Parental Relocation

Parental Relocation with Court Orders

Sometimes, following a divorce, it becomes necessary for one parent to move to a new home, apartment, or condo. Sometimes the move isn’t very far, but if the move is more than 100 miles, it is necessary under the law to notify the other parent and the court. As part of many divorces, parenting time and legal decision-making orders are written down and filed. Once these orders are established, it is no longer a simple matter to move more than 100 miles from your current residence. Relocating with a child requires providing notice to the non-moving parent, and may require going to court to determine whether or not the relocation should be allowed.

Parental Relocation Requires Written Notice

Arizona law requires that written notice must be given to the non-moving parent if the custodial parent plans to move more than 100 miles or out of state with the child. The law specifies that the notice must be sent via certified return receipt mail at least 45 days in advance of the move. The non-moving parent then has thirty days to file a motion to prevent relocation.

Petitions for Parental Relocation

Either parent may file a petition with the court: the moving parent may file a motion to relocate, or the non-moving parent can file a motion to prevent relocation. In either case, the court must determine if the relocation is in the child’s best interest. Best interest factors include the child’s relationship with each parent and the extended family, the child’s adjustment, the child’s wishes, the physical and mental health of all parties, whether domestic violence has occurred, and which parent is more likely to allow the other parent contact with the child. (For more information read Custody in Arizona).

In addition to the best interest factors, the court must consider additional factors in determining whether the relocation will be allowed. These additional factors include:

  •  Was the request to relocate made in good faith?
  •  What are the advantages of the move?
  •  What is the likelihood that the moving parent will comply with the orders?
  •  Will the relocation allow a realistic opportunity for both parents to parent?
  •  To what extent will the move affect the child’s emotional and physical needs and development?
  •  What are the motives of the parents?
  •  How will the relocation affect the child’s stability?

The parent requesting relocation has the burden of showing that the relocation is in the child’s best interest.

Parenting Across State Lines

If there is a parenting time plan in effect at the time of the move, it must remain in effect following the move.

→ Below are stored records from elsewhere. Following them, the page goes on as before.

//! Parameters of the local resolution estimator.
//!
//! Defaults follow the usual cryo-EM setup: widths 2..=10, a 0.999
//! significance level and four directions (`π/4` steps). Every field is
//! optional when deserializing, so configs only name what they change.

use crate::critical::{CriticalMethod, CriticalSettings, TABLE_MIN_DOF};
use crate::directions::direction_count;
use crate::error::{ResolutionError, Result};
use crate::sweep::BoundaryPolicy;
use serde::{Deserialize, Serialize};
use std::f64::consts::{FRAC_PI_4, PI};
use std::ops::RangeInclusive;

#[derive(Clone, Debug, PartialEq, Deserialize, Serialize)]
#[serde(default)]
pub struct ResolutionParams {
    /// Smallest window half-width analysed (>= 1).
    pub width0: usize,
    /// Largest window half-width; also the "unresolved" sentinel.
    pub width_max: usize,
    /// Significance level of the F-test, in (0, 1).
    pub alpha: f64,
    /// Angular step between sinusoid directions (radians, in (0, π]).
    pub angle_step: f64,
    /// Grid spacing of the discretized CDF search.
    pub step_size: f64,
    /// Upper end of the discretized CDF search.
    pub cdf_upper_bound: f64,
    /// How critical values are derived from the F distribution.
    pub critical_method: CriticalMethod,
    /// Treatment of windows reaching past the image border.
    pub boundary: BoundaryPolicy,
    /// Relative cutoff below which singular values are treated as zero.
    pub svd_tolerance: f64,
    /// Multiple of the window's rounding floor `(ε·max|w|)²·Σk` below which
    /// the constant-fit RSS counts as flat (F = 0).
    pub flat_tolerance: f64,
}

impl Default for ResolutionParams {
    fn default() -> Self {
        Self {
            width0: 2,
            width_max: 10,
            alpha: 1.0 - 1e-3,
            angle_step: FRAC_PI_4,
            step_size: 1e-2,
            cdf_upper_bound: 100.0,
            critical_method: CriticalMethod::Grid,
            boundary: BoundaryPolicy::Skip,
            svd_tolerance: 1e-10,
            flat_tolerance: 1e6,
        }
    }
}

impl ResolutionParams {
    pub fn validate(&self) -> Result<()> {
        let invalid = |msg: String| Err(ResolutionError::InvalidParams(msg));
        if self.width0 == 0 {
            return invalid("width0 must be at least 1".into());
        }
        if self.width0 > self.width_max {
            return invalid(format!(
                "width range {}..={} is empty",
                self.width0, self.width_max
            ));
        }
        if !(self.alpha > 0.0 && self.alpha < 1.0) {
            return invalid(format!("alpha {} outside (0, 1)", self.alpha));
        }
        if !(self.angle_step.is_finite() && self.angle_step > 0.0 && self.angle_step <= PI) {
            return invalid(format!("angle step {} outside (0, π]", self.angle_step));
        }
        if !(self.step_size.is_finite() && self.step_size > 0.0) {
            return invalid(format!("step size {} must be positive", self.step_size));
        }
        if !(self.cdf_upper_bound.is_finite() && self.cdf_upper_bound >= self.step_size) {
            return invalid(format!(
                "CDF upper bound {} must be at least the step size",
                self.cdf_upper_bound
            ));
        }
        if !(self.svd_tolerance >= 0.0 && self.flat_tolerance >= 0.0) {
            return invalid("tolerances must be non-negative".into());
        }
        Ok(())
    }

    pub fn widths(&self) -> RangeInclusive<usize> {
        self.width0..=self.width_max
    }

    pub fn width_count(&self) -> usize {
        self.widths().count()
    }

    /// Samples in the largest window.
    pub fn max_dof(&self) -> usize {
        window_dof(self.width_max)
    }

    /// Sinusoidal-model parameter count implied by `angle_step`.
    pub fn num_comb(&self) -> usize {
        1 + 2 * direction_count(self.angle_step)
    }

    /// Critical-table settings covering every analysed width.
    pub fn critical_settings(&self) -> CriticalSettings {
        CriticalSettings {
            alpha: self.alpha,
            num_comb: self.num_comb(),
            min_dof: TABLE_MIN_DOF.min(window_dof(self.width0)),
            max_dof: self.max_dof(),
            step_size: self.step_size,
            upper_bound: self.cdf_upper_bound,
            method: self.critical_method,
        }
    }
}

/// Samples in a window of half-width `width`.
#[inline]
pub fn window_dof(width: usize) -> usize {
    let side = 2 * width + 1;
    side * side
}

#[cfg(test)]
mod tests {
    use super::*;

    #[test]
    fn defaults_are_valid() {
        let params = ResolutionParams::default();
        params.validate().unwrap();
        assert_eq!(params.width_count(), 9);
        assert_eq!(params.max_dof(), 441);
        assert_eq!(params.num_comb(), 9);
        let settings = params.critical_settings();
        assert_eq!((settings.min_dof, settings.max_dof), (10, 441));
    }

    #[test]
    fn small_first_width_extends_table_down() {
        let params = ResolutionParams {
            width0: 1,
            width_max: 1,
            ..Default::default()
        };
        assert_eq!(params.critical_settings().min_dof, 9);
    }

    #[test]
    fn rejects_bad_parameters() {
        let cases = [
            ResolutionParams {
                width0: 0,
                ..Default::default()
            },
            ResolutionParams {
                width0: 5,
                width_max: 4,
                ..Default::default()
            },
            ResolutionParams {
                alpha: 1.0,
                ..Default::default()
            },
            ResolutionParams {
                angle_step: 4.0,
                ..Default::default()
            },
            ResolutionParams {
                step_size: 0.0,
                ..Default::default()
            },
            ResolutionParams {
                cdf_upper_bound: f64::INFINITY,
                ..Default::default()
            },
        ];
        for params in cases {
            assert!(
                matches!(params.validate(), Err(ResolutionError::InvalidParams(_))),
                "expected rejection of {params:?}"
            );
        }
    }

    #[test]
    fn partial_json_overrides_defaults() {
        let params: ResolutionParams = serde_json::from_str(
            r#"{ "width_max": 6, "critical_method": "quantile", "boundary": "reflect" }"#,
        )
        .unwrap();
        assert_eq!(params.width0, 2);
        assert_eq!(params.width_max, 6);
        assert_eq!(params.critical_method, CriticalMethod::Quantile);
        assert_eq!(params.boundary, BoundaryPolicy::Reflect);
    }
}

Because it can be very challenging to parent across state lines, such big moves generally require an update or modification to the parenting plan.

Contact The Law Office of Keith A. Singer

The Law Office of Keith A. Singer has been handling Divorce Law, Family Law, and Child Custody Law cases since 2003.

If you have any questions or concerns about a family law matter, please Contact The Law Office of Keith A. Singer or call 520.795.1800.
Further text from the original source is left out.